The average sales price of Samsung Electronics’ mobile phones is going down at a rapid pace as the global mid-end smartphone market accelerates its growth. Experts are pointing out that the mobile phone manufacturing facilities in Korea are becoming hollow, with Samsung Electronics increasing its overseas production ratio for cost reduction.
According to market research firm Strategy Analytics, the ASP of Samsung phones decreased from US$321 to US$272 between the second and third quarters of this year. The decline in spite of the company’s high-price and high-profit strategy is because the global smartphone market is shifting its focus from high-end products to mass market ones. Other major manufacturers such as Apple, HTC, and Motorola are facing the same trend, too. The situation is likely to continue for a while, as Samsung Electronics is releasing an increasing number of mid-end handsets in overseas markets.

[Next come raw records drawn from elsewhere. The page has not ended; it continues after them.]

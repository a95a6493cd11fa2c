//! Pegged-token registry.
//!
//! Foreign assets are represented on the destination ledger under the fixed
//! `peg/` prefix. Registry entries are created lazily the first time a
//! Lock or Burn claim for a previously unseen symbol settles successfully.

use std::collections::BTreeSet;

use openpeg_types::Denom;
use openpeg_types::constants::PEGGED_DENOM_PREFIX;

/// The pegged denomination for a foreign symbol (pure prefix rule).
///
/// Stable wire contract: `ETH` → `peg/ETH`.
#[must_use]
pub fn pegged_denom(symbol: &str) -> Denom {
    format!("{PEGGED_DENOM_PREFIX}{symbol}")
}

/// Which pegged denominations exist on this ledger.
#[derive(Debug, Default)]
pub struct PeggedTokenRegistry {
    denoms: BTreeSet<Denom>,
}

impl PeggedTokenRegistry {
    #[must_use]
    pub fn new() -> Self {
        Self::default()
    }

    /// Resolve the pegged denom for `symbol`, creating the registry entry
    /// if this is the first time the symbol is seen.
    pub fn ensure_registered(&mut self, symbol: &str) -> Denom {
        let denom = pegged_denom(symbol);
        if self.denoms.insert(denom.clone()) {
            tracing::info!(%denom, "registered pegged token");
        }
        denom
    }

    /// Whether a symbol already has a registry entry.
    #[must_use]
    pub fn is_registered(&self, symbol: &str) -> bool {
        self.denoms.contains(&pegged_denom(symbol))
    }

    /// All registered pegged denoms, in deterministic order.
    #[must_use]
    pub fn registered(&self) -> Vec<Denom> {
        self.denoms.iter().cloned().collect()
    }

    /// Number of registered pegged denoms.
    #[must_use]
    pub fn len(&self) -> usize {
        self.denoms.len()
    }

    /// Whether no pegged denom has been registered yet.
    #[must_use]
    pub fn is_empty(&self) -> bool {
        self.denoms.is_empty()
    }
}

At present, the cheaper smartphones priced at US$250 or less account for 30% of the entire market, and that percentage is rising rapidly. As recently as the first quarter of this year, Samsung’s ASP was second only to that of Apple. However, it is supplying handsets at lower prices than HTC and Sony as well as Apple these days. Specifically, it is estimated that the ASP of Samsung is less than half of Apple’s.

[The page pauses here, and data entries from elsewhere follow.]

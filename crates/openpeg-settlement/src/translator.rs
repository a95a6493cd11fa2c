//! Claim translator: finalized wire string → typed, validated record.
//!
//! Translation performs structural checks only and never touches the
//! ledger. Each malformation maps to its precise error so callers can tell
//! a garbage payload ([`OpenpegError::MalformedClaim`]) from a well-formed
//! claim with an unknown operation tag ([`OpenpegError::InvalidClaimType`])
//! or a bad amount ([`OpenpegError::InvalidAmount`]).

use std::str::FromStr;

use openpeg_types::{
    AccountAddress, BridgeClaim, ClaimType, OpenpegError, RawClaim, Result, ValidatorAddress,
};
use rust_decimal::Decimal;

/// Parse and validate a finalized claim string.
pub fn translate(serialized: &str) -> Result<BridgeClaim> {
    let raw: RawClaim = serde_json::from_str(serialized)
        .map_err(|e| OpenpegError::MalformedClaim(e.to_string()))?;

    let claim_type = ClaimType::from_str(&raw.claim_type)?;
    let amount = Decimal::from_str(&raw.amount)
        .map_err(|_| OpenpegError::InvalidAmount(raw.amount.clone()))?;

    let claim = BridgeClaim {
        source_chain: raw.source_chain,
        claim_type,
        sender: AccountAddress::new(raw.sender)?,
        receiver: AccountAddress::new(raw.receiver)?,
        symbol: raw.symbol,
        amount,
        sequence: raw.sequence,
        validator: ValidatorAddress::new(raw.validator)?,
    };
    claim.validate()?;
    Ok(claim)
}

#[cfg(test)]
mod tests {
    use super::*;

    fn wire(claim_type: &str, amount: &str) -> String {
        format!(
            "{{\"source_chain\":\"ethereum\",\"claim_type\":\"{claim_type}\",\
             \"sender\":\"peg1sender\",\"receiver\":\"0xreceiver\",\
             \"symbol\":\"ETH\",\"amount\":\"{amount}\",\"sequence\":1,\
             \"validator\":\"pegvaloper1v\"}}"
        )
    }

    #[test]
    fn translate_round_trips_with_finalized_string() {
        let claim = translate(&wire("lock", "100")).unwrap();
        assert_eq!(claim.claim_type, ClaimType::Lock);
        assert_eq!(claim.amount, Decimal::new(100, 0));
        assert_eq!(claim.sequence, 1);

        let reserialized = claim.to_finalized_string().unwrap();
        let back = translate(&reserialized).unwrap();
        assert_eq!(claim, back);
    }

    #[test]
    fn garbage_is_malformed() {
        let err = translate("not json at all").unwrap_err();
        assert!(matches!(err, OpenpegError::MalformedClaim(_)));
    }

    #[test]
    fn missing_field_is_malformed() {
        let err = translate("{\"source_chain\":\"ethereum\"}").unwrap_err();
        assert!(matches!(err, OpenpegError::MalformedClaim(_)));
    }

    #[test]
    fn unknown_tag_is_invalid_claim_type() {
        let err = translate(&wire("mint", "100")).unwrap_err();
        assert!(matches!(err, OpenpegError::InvalidClaimType(tag) if tag == "mint"));
    }

    #[test]
    fn unparseable_amount_is_invalid_amount() {
        let err = translate(&wire("lock", "ten")).unwrap_err();
        assert!(matches!(err, OpenpegError::InvalidAmount(_)));
    }

    #[test]
    fn negative_amount_rejected() {
        let err = translate(&wire("lock", "-5")).unwrap_err();
        assert!(matches!(err, OpenpegError::InvalidAmount(_)));
    }

    #[test]
    fn fractional_amount_rejected() {
        let err = translate(&wire("lock", "1.5")).unwrap_err();
        assert!(matches!(err, OpenpegError::InvalidAmount(_)));
    }

    #[test]
    fn empty_sender_rejected() {
        let serialized = wire("lock", "100").replace("peg1sender", "");
        let err = translate(&serialized).unwrap_err();
        assert!(matches!(err, OpenpegError::InvalidClaim { .. }));
    }
}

In the meantime, Samsung Electronics is moving more and more of its smartphone manufacturing facilities to Vietnam, China, and some other countries with lower labor costs. Although the number of the phones supplied by Samsung is going up worldwide, its domestic production ratio is falling nonetheless.
Its Gumi plant in North Gyeongsang Province produces approximately 38 million units of phones a year, which is less than 10% of Samsung’s total handset production volume. The company is expected to sell 300 million units of phones across the world this year, but the record is unlikely to result in investment expansion and job creation in Korea.

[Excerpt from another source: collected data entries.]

//! # openpeg-settlement
//!
//! **The settlement core**: converts a finalized, multi-validator-attested
//! claim into exactly one balance-changing operation on the destination
//! ledger.
//!
//! ## Architecture
//!
//! 1. [`translator`] parses a finalized claim string into a typed record
//! 2. [`DedupStore`] keys every settlement by its deterministic
//!    `OperationId` so redelivery and historical replay collapse to the
//!    per-direction idempotency rule
//! 3. [`SettlementDispatcher`] routes the claim to one of four handlers
//!    (lock, burn, unlock, unburn) through the [`Ledger`] and [`Oracle`]
//!    capabilities supplied at construction
//!
//! ## Idempotency contract
//!
//! - Forward (lock/burn): insert-or-fail — a redelivered forward claim is
//!   `DuplicateOperation`, because forward claims come from a single
//!   deterministic source-chain log and should never legitimately repeat
//! - Reverse (unlock/unburn): insert-or-noop — a redelivered reverse claim
//!   returns success with zero side effects, so a caller restarting after a
//!   crash behaves correctly without tracking delivery state
//!
//! Every call runs synchronously inside the host ledger's sequenced
//! transaction pipeline; a failure mid-settlement rolls the dedup write
//! back, except for the unrecoverable post-mint/post-escrow transfer
//! failures, which abort the enclosing transaction.

pub mod dedup;
pub mod dispatcher;
pub mod traits;
pub mod translator;

pub use dedup::DedupStore;
pub use dispatcher::SettlementDispatcher;
pub use traits::{Ledger, Oracle};
pub use translator::translate;
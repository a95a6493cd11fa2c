//! Oracle aggregation status returned to claim submitters.

use std::fmt;

use serde::{Deserialize, Serialize};

/// Where a prophecy stands in the vote-aggregation lifecycle.
#[derive(Debug, Clone, Copy, PartialEq, Eq, Hash, Serialize, Deserialize)]
pub enum StatusText {
    /// Votes are still accumulating below the consensus threshold.
    Pending,
    /// A claim string reached the threshold and was finalized.
    Success,
    /// Every active validator voted and no claim string reached threshold.
    Failed,
}

impl fmt::Display for StatusText {
    fn fmt(&self, f: &mut fmt::Formatter<'_>) -> fmt::Result {
        match self {
            Self::Pending => write!(f, "PENDING"),
            Self::Success => write!(f, "SUCCESS"),
            Self::Failed => write!(f, "FAILED"),
        }
    }
}

/// The aggregation status of one prophecy.
#[derive(Debug, Clone, PartialEq, Eq, Serialize, Deserialize)]
pub struct ClaimStatus {
    /// Lifecycle phase.
    pub text: StatusText,
    /// The winning finalized-claim string; empty until `Success`.
    pub final_claim: String,
}

impl ClaimStatus {
    #[must_use]
    pub fn pending() -> Self {
        Self {
            text: StatusText::Pending,
            final_claim: String::new(),
        }
    }

    #[must_use]
    pub fn success(final_claim: impl Into<String>) -> Self {
        Self {
            text: StatusText::Success,
            final_claim: final_claim.into(),
        }
    }

    #[must_use]
    pub fn failed() -> Self {
        Self {
            text: StatusText::Failed,
            final_claim: String::new(),
        }
    }

    /// Whether this status marks the finality transition.
    #[must_use]
    pub fn is_success(&self) -> bool {
        self.text == StatusText::Success
    }
}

In contrast, its investment in the production facilities located in Vietnam is skyrocketing year after year. Samsung’s second plant in Vietnam, which is built at an investment of 2.22 trillion won (US$2.11 billion), will be put into operation from February next year to take the place of its factory in China. It is planning on an additional investment of 1.11 trillion won (US$1.06 billion) in another plant in the Yen Phong Industrial Complex.
At the same time, Samsung Electronics is trying to cut production costs in Korea by asking its partner firms to lower their component supply costs. Those in the know have pointed out that Samsung has made such requests on a rolling basis while asking for bigger markdowns for some of the firms.